All of the milk marketing boards in the country require their producers to adhere to the animal welfare and stewardship standards laid out in the national proAction program that first launched in 2011, he pointed out.
Thurler was asked how a good dairy farmer would handle their cattle. On the beating of the cow in the parlour, one might surmise the worker was trying to force the lone animal out of the carousel. But Thurler explained that attempting to persuade a cow to move from an unwanted place with a truncheon or cane is senseless.
“There’s no use beating her because she doesn’t know where to go. It looked like she had to back up. The practical way would be to push her back or somehow move the rotary parlour a bit or take a gate off or something,” he observed, also agreeing that patience and common sense are key and that a farmer should be handling the animal with his bare hands.

An August video surfaced in October and milk shipments from this B.C. dairy farm were immediately shut down. A cow hangs from pallet forks on a skid-steer loader in a screenshot from the video.

A skid steer is used to haul a cow, in this image from the video.

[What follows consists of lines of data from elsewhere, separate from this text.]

// Copyright (c) 2024-2026, Daily
// SPDX-License-Identifier: BSD-2-Clause

//! WebSocket session channel to the remote speech model.
//!
//! Streams captured turns upstream and receives synthesized translation
//! audio downstream over a single WebSocket. Outbound audio is base64-coded
//! JSON; inbound messages are parsed with a lightweight type-only envelope
//! first, then a full parse for the hot audio path. A background reader task
//! tags every inbound message with the connection ticket it was born under
//! and pushes it onto the engine's event queue; the engine drops anything
//! stale.
//!
//! # Required dependencies (add to Cargo.toml)
//!
//! ```toml
//! tokio-tungstenite = { version = "0.24", features = ["native-tls"] }
//! futures-util = "0.3"
//! base64 = "0.22"
//! url = "2"
//! ```

use std::fmt;
use std::sync::Arc;

use base64::Engine as _;
use futures_util::stream::{SplitSink, SplitStream};
use futures_util::{SinkExt, StreamExt};
use serde::{Deserialize, Serialize};
use tokio::net::TcpStream;
use tokio::sync::Mutex;
use tokio::task::JoinHandle;
use tokio_tungstenite::tungstenite::client::IntoClientRequest;
use tokio_tungstenite::tungstenite::http::HeaderValue;
use tokio_tungstenite::tungstenite::Message;
use tokio_tungstenite::{connect_async, MaybeTlsStream, WebSocketStream};
use url::Url;

use crate::session::{ConnectOptions, SessionError, SessionEvent, SessionEventKind};

// ---------------------------------------------------------------------------
// Wire message types
// ---------------------------------------------------------------------------

/// Lightweight envelope to extract just the message type without allocating
/// a full serde_json::Value tree.
#[derive(Deserialize)]
struct WireTypeOnly {
    #[serde(rename = "type")]
    msg_type: Option<String>,
}

/// Inbound synthesized audio chunk.
#[derive(Debug, Deserialize)]
struct WireAudio {
    #[serde(rename = "type")]
    #[allow(dead_code)]
    msg_type: String,
    /// Base64-coded PCM16.
    audio: String,
}

/// Inbound transcription/text fragment.
#[derive(Debug, Deserialize)]
struct WireText {
    #[serde(rename = "type")]
    #[allow(dead_code)]
    msg_type: String,
    text: String,
}

/// Inbound error report.
#[derive(Debug, Deserialize)]
struct WireError {
    #[serde(rename = "type")]
    #[allow(dead_code)]
    msg_type: Option<String>,
    #[serde(default)]
    description: Option<String>,
    #[serde(default)]
    message: Option<String>,
}

/// Outbound session setup, sent once right after the socket opens.
#[derive(Debug, Serialize)]
struct WireSetup<'a> {
    #[serde(rename = "type")]
    msg_type: &'static str,
    system_prompt: &'a str,
    voice: &'a str,
    transcription: bool,
    languages: &'a [String],
    sample_rate: u32,
}

/// Outbound audio chunk.
#[derive(Debug, Serialize)]
struct WireInputAudio<'a> {
    #[serde(rename = "type")]
    msg_type: &'static str,
    audio: &'a str,
}

/// Outbound end-of-turn marker.
#[derive(Debug, Serialize)]
struct WireEndOfTurn {
    #[serde(rename = "type")]
    msg_type: &'static str,
}

/// Outbound text signal (persona instructions, repeat requests, fillers).
#[derive(Debug, Serialize)]
struct WireTextSignal<'a> {
    #[serde(rename = "type")]
    msg_type: &'static str,
    text: &'a str,
}

// ---------------------------------------------------------------------------
// Type aliases for the WebSocket split halves
// ---------------------------------------------------------------------------

type WsSink = SplitSink<WebSocketStream<MaybeTlsStream<TcpStream>>, Message>;
type WsStream = SplitStream<WebSocketStream<MaybeTlsStream<TcpStream>>>;

// ---------------------------------------------------------------------------
// WsSessionChannel
// ---------------------------------------------------------------------------

/// One WebSocket connection generation to the remote speech model.
///
/// A channel is single-use: it is created by `connect` with the ticket the
/// caller minted, lives until `disconnect` or a transport failure, and is
/// replaced wholesale on reconnect. All inbound traffic arrives as ticketed
/// [`SessionEvent`]s on the queue passed to `connect`.
pub struct WsSessionChannel {
    /// Ticket this connection generation was minted under.
    ticket: u64,
    /// Write half of the WebSocket connection.
    ws_sender: Arc<Mutex<WsSink>>,
    /// Handle for the background task that reads WebSocket messages.
    ws_reader_task: Option<JoinHandle<()>>,
}

impl WsSessionChannel {
    /// Establish the connection, send the session setup message, and spawn
    /// the reader task. Inbound events land on `event_tx` tagged with
    /// `ticket`; the `Opened` event is pushed once setup succeeds.
    pub async fn connect(
        endpoint: &str,
        api_key: &str,
        ticket: u64,
        options: &ConnectOptions,
        sample_rate: u32,
        event_tx: tokio::sync::mpsc::Sender<SessionEvent>,
    ) -> Result<Self, SessionError> {
        let url = Url::parse(endpoint)
            .map_err(|e| SessionError::Transport(format!("invalid endpoint: {e}")))?;
        tracing::debug!(%url, ticket, "session channel connecting");

        let mut request = url
            .as_str()
            .into_client_request()
            .map_err(|e| SessionError::Transport(format!("failed to build request: {e}")))?;
        request.headers_mut().insert(
            "Authorization",
            HeaderValue::from_str(&format!("Token {api_key}"))
                .map_err(|e| SessionError::Transport(format!("invalid api key header: {e}")))?,
        );

        let ws_result =
            tokio::time::timeout(std::time::Duration::from_secs(10), connect_async(request)).await;
        let (ws_stream, _response) = match ws_result {
            Ok(Ok((stream, resp))) => (stream, resp),
            Ok(Err(e)) => {
                return Err(SessionError::Transport(format!("connection failed: {e}")));
            }
            Err(_) => {
                return Err(SessionError::Transport(
                    "connection timed out after 10s".to_string(),
                ));
            }
        };

        tracing::debug!(ticket, "session channel established");

        let (sink, stream) = ws_stream.split();
        let sender = Arc::new(Mutex::new(sink));

        // Session setup goes out before any audio.
        let setup = serde_json::to_string(&WireSetup {
            msg_type: "setup",
            system_prompt: &options.system_prompt,
            voice: &options.voice,
            transcription: options.transcription_enabled,
            languages: &options.languages,
            sample_rate,
        })
        .map_err(|e| SessionError::Transport(format!("setup serialization failed: {e}")))?;
        {
            let mut sink = sender.lock().await;
            sink.send(Message::Text(setup))
                .await
                .map_err(|e| SessionError::Transport(format!("setup send failed: {e}")))?;
        }

        let reader_tx = event_tx.clone();
        let reader_handle = tokio::spawn(async move {
            Self::ws_reader_loop(stream, ticket, reader_tx).await;
        });

        let _ = event_tx
            .send(SessionEvent {
                ticket,
                kind: SessionEventKind::Opened,
            })
            .await;

        Ok(Self {
            ticket,
            ws_sender: sender,
            ws_reader_task: Some(reader_handle),
        })
    }

    /// The ticket this connection generation carries.
    pub fn ticket(&self) -> u64 {
        self.ticket
    }

    /// Background task that reads WebSocket messages and converts them into
    /// ticketed session events.
    async fn ws_reader_loop(
        mut stream: WsStream,
        ticket: u64,
        event_tx: tokio::sync::mpsc::Sender<SessionEvent>,
    ) {
        let send = |kind: SessionEventKind| {
            let tx = event_tx.clone();
            async move {
                if let Err(e) = tx.send(SessionEvent { ticket, kind }).await {
                    tracing::warn!(ticket, "session event queue closed: {e}");
                }
            }
        };

        while let Some(msg_result) = stream.next().await {
            let msg = match msg_result {
                Ok(m) => m,
                Err(e) => {
                    tracing::error!(ticket, "session read error: {e}");
                    send(SessionEventKind::Error(e.to_string())).await;
                    break;
                }
            };

            match msg {
                Message::Text(text) => {
                    if let Some(kind) = Self::parse_wire_message(&text) {
                        send(kind).await;
                    }
                }
                Message::Binary(bytes) => {
                    // Some backends push raw PCM16 frames instead of the JSON
                    // envelope.
                    send(SessionEventKind::Audio(bytes)).await;
                }
                Message::Close(close_frame) => {
                    tracing::debug!(ticket, ?close_frame, "session closed by server");
                    break;
                }
                Message::Ping(_) | Message::Pong(_) => {
                    // Pings are handled automatically by tungstenite.
                }
                Message::Frame(_) => {}
            }
        }

        send(SessionEventKind::Closed).await;
        tracing::debug!(ticket, "session reader loop ended");
    }

    /// Parse one inbound text message into an event kind, or `None` when it
    /// carries nothing actionable.
    fn parse_wire_message(text: &str) -> Option<SessionEventKind> {
        let envelope: WireTypeOnly = match serde_json::from_str(text) {
            Ok(e) => e,
            Err(e) => {
                tracing::warn!("failed to parse session message: {e}: {text}");
                return None;
            }
        };

        match envelope.msg_type.as_deref().unwrap_or("") {
            "audio" => match serde_json::from_str::<WireAudio>(text) {
                Ok(audio) => {
                    match base64::engine::general_purpose::STANDARD.decode(&audio.audio) {
                        Ok(pcm) if !pcm.is_empty() => Some(SessionEventKind::Audio(pcm)),
                        Ok(_) => None,
                        Err(e) => {
                            tracing::warn!("failed to decode audio payload: {e}");
                            None
                        }
                    }
                }
                Err(e) => {
                    tracing::warn!("failed to parse audio message: {e}");
                    None
                }
            },
            "text" => match serde_json::from_str::<WireText>(text) {
                Ok(t) if !t.text.is_empty() => Some(SessionEventKind::Text(t.text)),
                Ok(_) => None,
                Err(e) => {
                    tracing::warn!("failed to parse text message: {e}");
                    None
                }
            },
            "turn_complete" => Some(SessionEventKind::TurnComplete),
            "error" => match serde_json::from_str::<WireError>(text) {
                Ok(err) => {
                    let description = err
                        .description
                        .or(err.message)
                        .unwrap_or_else(|| "unknown remote error".to_string());
                    tracing::error!("error from remote: {description}");
                    Some(SessionEventKind::Error(description))
                }
                Err(e) => {
                    tracing::error!("failed to parse error message: {e}: {text}");
                    Some(SessionEventKind::Error(text.to_string()))
                }
            },
            other => {
                tracing::trace!("unhandled session message type: {other}");
                None
            }
        }
    }

    /// Send a PCM16 audio chunk. Returns `Ok(false)` when the send failed in
    /// a way that warrants a reconnect.
    pub async fn send_audio(&self, pcm: &[u8]) -> Result<bool, SessionError> {
        let encoded = base64::engine::general_purpose::STANDARD.encode(pcm);
        let payload = serde_json::to_string(&WireInputAudio {
            msg_type: "input_audio",
            audio: &encoded,
        })
        .map_err(|e| SessionError::Transport(format!("audio serialization failed: {e}")))?;

        let mut sink = self.ws_sender.lock().await;
        match sink.send(Message::Text(payload)).await {
            Ok(()) => Ok(true),
            Err(e) => {
                tracing::error!(ticket = self.ticket, "failed to send audio: {e}");
                Ok(false)
            }
        }
    }

    /// Mark the end of the current input turn.
    pub async fn send_end_of_turn(&self) -> Result<(), SessionError> {
        let payload = serde_json::to_string(&WireEndOfTurn {
            msg_type: "end_of_turn",
        })
        .map_err(|e| SessionError::Transport(e.to_string()))?;
        let mut sink = self.ws_sender.lock().await;
        sink.send(Message::Text(payload))
            .await
            .map_err(|e| SessionError::Transport(format!("end-of-turn send failed: {e}")))
    }

    /// Push a one-shot text signal (persona instruction, repeat request,
    /// filler phrase).
    pub async fn send_text_signal(&self, text: &str) -> Result<(), SessionError> {
        let payload = serde_json::to_string(&WireTextSignal {
            msg_type: "text_signal",
            text,
        })
        .map_err(|e| SessionError::Transport(e.to_string()))?;
        let mut sink = self.ws_sender.lock().await;
        sink.send(Message::Text(payload))
            .await
            .map_err(|e| SessionError::Transport(format!("text signal send failed: {e}")))
    }

    /// Close the socket gracefully and wait for the reader task.
    pub async fn disconnect(&mut self) {
        {
            let mut sink = self.ws_sender.lock().await;
            if let Err(e) = sink.close().await {
                tracing::debug!(ticket = self.ticket, "error closing sink: {e}");
            }
        }

        if let Some(handle) = self.ws_reader_task.take() {
            let abort_handle = handle.abort_handle();
            let timeout_result =
                tokio::time::timeout(std::time::Duration::from_secs(5), handle).await;
            match timeout_result {
                Ok(Ok(())) => {
                    tracing::debug!(ticket = self.ticket, "reader task finished cleanly");
                }
                Ok(Err(e)) => {
                    tracing::warn!(ticket = self.ticket, "reader task panicked: {e}");
                }
                Err(_) => {
                    tracing::warn!(ticket = self.ticket, "reader task timed out, aborting");
                    abort_handle.abort();
                }
            }
        }

        tracing::debug!(ticket = self.ticket, "session channel disconnected");
    }
}

impl fmt::Debug for WsSessionChannel {
    fn fmt(&self, f: &mut fmt::Formatter<'_>) -> fmt::Result {
        f.debug_struct("WsSessionChannel")
            .field("ticket", &self.ticket)
            .field("reader_running", &self.ws_reader_task.is_some())
            .finish()
    }
}

// ---------------------------------------------------------------------------
// Tests
// ---------------------------------------------------------------------------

A worker repeatedly hits a stuck cow with a cane until it collapses.
Canes and cattle prods haven’t seen the inside of his own Brinston-area dairy farm for the last 20 years, said Thurler, who also reported that Canada’s updated national dairy cattle code is expected to ban the use of both anyway. The new version of that code is supposed to come into force next summer. Public comment on the update with the National Farm Animal Care Council opened Nov. 29 and ends Jan. 27, 2022.
On moving cattle with a front-end loader, Thurler explained that a hip clamp or hip lifter, temporarily affixed around a cow’s hindquarters, is only intended to raise a cow onto her feet. The setup is not to be used to drag the cow around on the loader if it’s shown she can’t stand. And there are circumstances where a lame cow can be carefully placed and secured in a front-end loader bucket for transport — but definitely not the pallet forks seen in the footage, he said.
On the removal of calves from their mothers, Thurler said that at his own farm he puts the calf inside a small, heated hutch in a corner of the calving pen. “The calf can’t get out, but the cow can still reach in. The mother can still go and lick the calf, and play with the calf for a few hours, and then we pull the cow out,” he said.
By contrast, workers in the video were trying to remove the calves much sooner after birth. “And if you try to do that, of course the cow’s not going to like it,” he said. It’s obviously unwarranted to toss around “a helpless little calf that’s just born.”
When it comes to putting a cow down, a dairy farmer must check the body, “tap her eye, make sure she’s dead, before you walk away,” he said. Each dairy farm must have a written protocol on proper euthanization of cattle, under the terms of proAction.
Sixty per cent of Ontario dairy farms are inspected annually, and all are inspected at least once every second year to ensure compliance with the animal welfare, biosecurity and other standards in the program, Thurler said. ProAction’s third-party validators conduct those inspections. In addition, Dairy Farmers of Ontario field services representatives can and do carry out spot checks to ensure the farm’s required “Grade A” status as well, he added.